===== Source data

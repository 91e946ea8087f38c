//! The engine facade: one call, one transaction.

use std::path::{Path, PathBuf};

use seam_udiff::UdiffParser;
use tracing::debug;

use crate::error::EngineError;
use crate::guard::{PendingChange, StructuralGuard};
use crate::transaction::{CommitReport, TransactionManager};
use crate::validate::Validator;

/// Transactional unified-diff patch engine.
///
/// Each [`apply`](PatchEngine::apply) call is a self-contained transaction:
/// parse, guard (dry run), commit with backup, and rollback on any failure.
/// The engine holds no state across calls beyond the base path it was
/// constructed with, and no ambient globals: everything it needs comes in
/// through the constructor and the call arguments.
///
/// The engine assumes it is the sole writer to the working tree for the
/// duration of one call; callers serialize concurrent invocations against
/// the same base path.
pub struct PatchEngine {
    base: PathBuf,
}

impl PatchEngine {
    pub fn new(base: impl Into<PathBuf>) -> Self {
        Self { base: base.into() }
    }

    pub fn base(&self) -> &Path {
        &self.base
    }

    /// Parse and dry-run a diff without writing anything.
    ///
    /// Returns the pending-changes plan the commit phase would execute.
    /// This is the whole engine up to, but excluding, the first write.
    pub fn check(&self, diff_text: &str) -> Result<Vec<PendingChange>, EngineError> {
        let patches = UdiffParser::parse(diff_text)?;
        debug!(files = patches.len(), "parsed diff");
        let plan = StructuralGuard::plan(&patches, &self.base)?;
        Ok(plan)
    }

    /// Apply a diff as one atomic transaction.
    ///
    /// On success the working tree holds the new state and the report lists
    /// every file written or deleted. On error the tree is unchanged unless
    /// the error is `CommitError::RollbackFailed` (see
    /// [`EngineError::filesystem_unchanged`]).
    pub fn apply(
        &self,
        diff_text: &str,
        validator: Option<&dyn Validator>,
    ) -> Result<CommitReport, EngineError> {
        let plan = self.check(diff_text)?;
        let report = TransactionManager::commit(&plan, &self.base, validator)?;
        Ok(report)
    }
}

#[cfg(test)]
mod tests {
    use super::*;
    use std::fs;
    use tempfile::tempdir;

    #[test]
    fn test_apply_modify_scenario() {
        let dir = tempdir().unwrap();
        fs::write(dir.path().join("f.py"), "old\n").unwrap();

        let engine = PatchEngine::new(dir.path());
        let diff = "--- a/f.py\n+++ b/f.py\n@@ -1,1 +1,1 @@\n-old\n+new\n";
        let report = engine.apply(diff, None).unwrap();

        assert_eq!(fs::read_to_string(dir.path().join("f.py")).unwrap(), "new\n");
        assert_eq!(report.written, vec![PathBuf::from("f.py")]);
    }

    #[test]
    fn test_check_is_pure() {
        let dir = tempdir().unwrap();
        fs::write(dir.path().join("f.py"), "old\n").unwrap();

        let engine = PatchEngine::new(dir.path());
        let diff = "--- a/f.py\n+++ b/f.py\n@@ -1,1 +1,1 @@\n-old\n+new\n";
        let plan = engine.check(diff).unwrap();

        assert_eq!(plan.len(), 1);
        assert_eq!(fs::read_to_string(dir.path().join("f.py")).unwrap(), "old\n");
        assert!(!dir.path().join(".seam").exists());
    }

    #[test]
    fn test_apply_malformed_diff_rejected() {
        let dir = tempdir().unwrap();
        let engine = PatchEngine::new(dir.path());
        let err = engine.apply("this is not a diff", None).unwrap_err();
        assert!(matches!(err, EngineError::Parse(_)));
        assert!(err.filesystem_unchanged());
    }
}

==========

Directions for this task:
Your answer must hold the line containing "assert!(matches!(err, EngineError::Parse(_)));" and all lines after it in the entries above, exactly, and nothing else.

Response to the exercise:
        assert!(matches!(err, EngineError::Parse(_)));
        assert!(err.filesystem_unchanged());
    }
}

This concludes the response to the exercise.